For, in fact, a wedding ceremony in the church is worship. It is a gathering of friends and family before God to give praise to God and to make a public promise before God. This single understanding can eliminate confusion up front. Because a wedding is a sacred service, the music, the gestures, the words, and the texts are all determined by that fact. Even for couples who are members of a congregation, this knowledge is sometimes lost in the excitement and romance—and fantasy—that take over. Here are some suggestions to guide your work:

1. Have a wedding policy for your church. This can be a brief booklet that outlines the schedule of planning and meetings with the pastor and musicians and information that can be shared with a hired wedding coordinator, photographer, or florist. All of the logistical information and guidelines should be included and clearly stated (arrangement of furnishings, flowers, candles, photography, and all fees) to eliminate confusion or resistance. Remember that positive statements are much more hospitable and inviting than negative (for example, “Votive candles along the altar rail create a lovely glow for an evening wedding,” rather than, “No candle wax on the carpet!”)

2. Offer musical options. Several organists I know have recorded samples of appropriate music for the pre-service music, processionals, seating of the mothers, and congregational hymns and songs. Most couples do not know exactly what music they want; but they may recall a wedding they have been to and have a certain “sound” in mind. Having a CD of the music played on the instruments in the space invites the couple to spend time listening and thinking and imagining the ceremony and its sounds. Often a couple will want their favorite or “special” song played or sung before the ceremony. This may or may not be a song for a worship service. Reminding them that they will not be in the worship space before the service can help move that choice to the reception or party that follows. Offering options up front can eliminate a veto of an inappropriate choice. (A bride once asked me if I would play the theme from The Godfather as the mothers were seated.)

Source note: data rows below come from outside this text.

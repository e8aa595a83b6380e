//! Motion controller for the rotary platform.
//!
//! This module provides [`MotionController`], the state machine that turns
//! high-level demands (move to a position, seek the reference, run
//! continuously) into pulse-source start/stop decisions, while tracking
//! logical position from step-edge feedback.
//!
//! # Overview
//!
//! The controller:
//! - Validates each command against the current motion state
//! - Drives the pulse source exclusively (nothing else may touch it)
//! - Consumes step-edge notifications to count down bounded moves and
//!   track position
//! - Finalizes motions from [`poll`](MotionController::poll): a bounded
//!   move ends when its step budget is exhausted, a reference seek when
//!   the sensor fires
//!
//! # Example
//!
//! ```rust
//! use rotaplate::{MotionController, MotionKind};
//! use rotaplate::hal::{MockDelay, MockPulse, MockReference};
//!
//! let mut controller =
//!     MotionController::new(MockPulse::new(), MockReference::new(), MockDelay::new()).unwrap();
//!
//! // Demand an absolute move
//! let outcome = controller.move_to(100.0).unwrap();
//! assert!(outcome.is_accepted());
//! assert_eq!(controller.motion_kind(), MotionKind::MoveTo);
//!
//! // Feed synthetic step edges until the budget is exhausted
//! while controller.pending_steps() > 0 {
//!     controller.on_step_edge();
//! }
//! controller.poll().unwrap();
//! assert_eq!(controller.motion_kind(), MotionKind::Idle);
//! ```
//!
//! # Concurrency
//!
//! The controller itself is not thread-safe: commands and step edges must
//! be serialized by the caller. The `services::runner` module (feature
//! `runtime`) funnels both through one single-consumer channel so that
//! arrival order becomes processing order.

use tracing::{debug, info, warn};

use crate::commands::{CommandOutcome, MotionCommand, RejectReason};
use crate::config::PlatformConfig;
use crate::state::{
    Microstep, MotionKind, MotorState, DEFAULT_REFERENCE_POSITION, DIRECTION_SETTLE_MS, RUN_DUTY,
    SEEK_FREQUENCY_HZ,
};
use crate::traits::{Delay, Direction, PulseSource, ReferenceSensor};

/// Motion controller for a stepper-driven rotary platform.
///
/// Owns the [`MotorState`] and the pulse source; all motion and
/// configuration changes go through this type.
///
/// # Type Parameters
///
/// - `P`: Pulse source implementation ([`PulseSource`] trait)
/// - `R`: Reference sensor implementation ([`ReferenceSensor`] trait)
/// - `D`: Settle delay provider ([`Delay`] trait)
///
/// # Errors
///
/// Operations return `Err` only for pulse-source hardware failures.
/// Validation failures (busy, config locked) are
/// [`CommandOutcome`] values: they are reported to the caller, never
/// escalated.
pub struct MotionController<P: PulseSource, R: ReferenceSensor, D: Delay> {
    pulse: P,
    sensor: R,
    delay: D,
    state: MotorState,
}
//! Command types and outcomes for the motion controller.
//!
//! This module defines the command surface the remote protocol layer uses,
//! one [`MotionCommand`] variant per remote command byte, and the
//! [`CommandOutcome`] returned for each.
//!
//! # Command Flow
//!
//! 1. The protocol layer decodes a command byte into a [`MotionCommand`]
//! 2. The command reaches the controller (directly, or through the
//!    `services::runner` event funnel when the `runtime` feature is on)
//! 3. The controller validates it against the current motion state and
//!    returns a [`CommandOutcome`]
//!
//! # Rejections are values, not errors
//!
//! A command refused because a motion is active is a normal, expected
//! result - the protocol layer reports it to the remote user and nothing
//! is retried. Only pulse-source hardware failures surface as `Err`.
//!
//! ```rust
//! use rotaplate::{CommandOutcome, RejectReason};
//!
//! let outcome = CommandOutcome::Rejected(RejectReason::Busy);
//! assert!(!outcome.is_accepted());
//! ```

use crate::state::Microstep;

// ============================================================================
// Commands
// ============================================================================

/// A demand issued to the motion controller.
///
/// Each variant corresponds to one operation of the remote command
/// protocol. All are validated synchronously; motion completion is
/// asynchronous and observed through
/// [`MotionStatus`](crate::MotionStatus).
#[derive(Clone, Copy, Debug, PartialEq)]
#[cfg_attr(feature = "serde", derive(serde::Serialize, serde::Deserialize))]
#[cfg_attr(feature = "serde", serde(rename_all = "snake_case"))]
pub enum MotionCommand {
    /// Move the platform to an absolute position in degrees.
    MoveTo(f64),

    /// Advance one step-resolution unit in the current direction.
    AdvanceOneUnit,

    /// Run forward slowly until the reference sensor fires, then re-anchor
    /// the logical position.
    SeekReference,

    /// Start a free-running pulse train at the configured speed and
    /// direction.
    StartContinuous,

    /// Stop whatever motion is active. Idempotent.
    Stop,

    /// Flip the rotation direction, restarting the pulse train if one is
    /// running.
    SwitchDirection,

    /// Change the demanded speed in RPM.
    ///
    /// Bounds (minimum/maximum RPM) are the caller's responsibility.
    SetSpeed(f64),

    /// Change the driver microstep configuration. Only accepted while
    /// idle.
    SetMicrostep(Microstep),
}

// ============================================================================
// Outcomes
// ============================================================================

/// Why a command was refused.
///
/// Returned inside [`CommandOutcome::Rejected`]; never escalated past the
/// controller.
#[derive(Clone, Copy, Debug, PartialEq, Eq)]
#[cfg_attr(feature = "serde", derive(serde::Serialize, serde::Deserialize))]
#[cfg_attr(feature = "serde", serde(rename_all = "snake_case"))]
pub enum RejectReason {
    /// A motion command arrived while another motion is active.
    Busy,

    /// A configuration change (microstep) arrived while moving.
    ConfigLocked,
}

/// Result of applying a [`MotionCommand`].
#[derive(Clone, Copy, Debug, PartialEq)]
#[cfg_attr(feature = "serde", derive(serde::Serialize, serde::Deserialize))]
#[cfg_attr(feature = "serde", serde(rename_all = "snake_case"))]
pub enum CommandOutcome {
    /// The command was applied. For motion commands this means the pulse
    /// train was started; completion comes later.
    Applied,

    /// A `MoveTo` whose target is within one step resolution of the
    /// current position. Success with zero steps issued.
    AlreadyAtTarget,

    /// The command was refused and state is unchanged.
    Rejected(RejectReason),
}

impl CommandOutcome {
    /// True unless the command was rejected.
    ///
    /// # Examples
    ///
    /// ```
    /// use rotaplate::{CommandOutcome, RejectReason};
    ///
    /// assert!(CommandOutcome::Applied.is_accepted());
    /// assert!(CommandOutcome::AlreadyAtTarget.is_accepted());
    /// assert!(!CommandOutcome::Rejected(RejectReason::Busy).is_accepted());
    /// ```
    #[inline]
    pub const fn is_accepted(&self) -> bool {
        !matches!(self, CommandOutcome::Rejected(_))
    }

    /// The rejection reason, if the command was refused.
    #[inline]
    pub const fn reject_reason(&self) -> Option<RejectReason> {
        match self {
            CommandOutcome::Rejected(reason) => Some(*reason),
            _ => None,
        }
    }
}

#[cfg(test)]
mod tests {
    use super::*;

    #[test]
    fn outcome_accepted() {
        assert!(CommandOutcome::Applied.is_accepted());
        assert!(CommandOutcome::AlreadyAtTarget.is_accepted());
        assert!(!CommandOutcome::Rejected(RejectReason::Busy).is_accepted());
        assert!(!CommandOutcome::Rejected(RejectReason::ConfigLocked).is_accepted());
    }

    #[test]
    fn outcome_reject_reason() {
        assert_eq!(CommandOutcome::Applied.reject_reason(), None);
        assert_eq!(
            CommandOutcome::Rejected(RejectReason::Busy).reject_reason(),
            Some(RejectReason::Busy)
        );
    }

    #[test]
    fn commands_are_comparable() {
        assert_eq!(MotionCommand::MoveTo(90.0), MotionCommand::MoveTo(90.0));
        assert_ne!(MotionCommand::Stop, MotionCommand::StartContinuous);
        assert_eq!(
            MotionCommand::SetMicrostep(Microstep::X8),
            MotionCommand::SetMicrostep(Microstep::X8)
        );
    }
}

3. The vows. “Writing our own vows” is a way of saying, “we want this day to be our own.” Certainly, the sentiment is valid, but things can get unwieldy or wordy without some guidance. Your own denominational book of worship is the foundational resource when planning with a couple. A clear understanding of the structure and flow of the service—from the statement of intentions to the vows to the giving of the rings is essential and is well defined in such resources. There are options and suggestions for the service, in addition to multiple choices for scripture readings. One particularly helpful book is Christian Weddings: Resources to Make Your Ceremony Unique (Abingdon), which contains the wedding services from more than twenty denominations, arranged in the order of the service with parallel layout of the various prayers, vows, and statements of intention. This book allows couples to particularize their service, adding a phrase or prayer from a particular tradition, without completely rewriting the service.

The most well-organized, inviting, carefully thought-out planning, the most encouraging and pastoral conversation, and the most rehearsed and inspiring music cannot account for wedding guests. I was a guest at a recent beautiful evening wedding with multiple generations of family and friends in attendance. The ushers were dignified, the pre-service music was lovely, the candles glowed, the mothers were seated, and the attendants processed; as the doors opened for the bride and her father to begin the walk down the aisle, about twenty of the bride’s friends pulled out their cell phones and began taking pictures! By the middle of the service any absent friends probably had a text message and an up-to-the-minute report of the happenings!

So, plan well, be prepared, and expect another “wedding story” at any time!

What difficult wedding issues have you faced in ministry?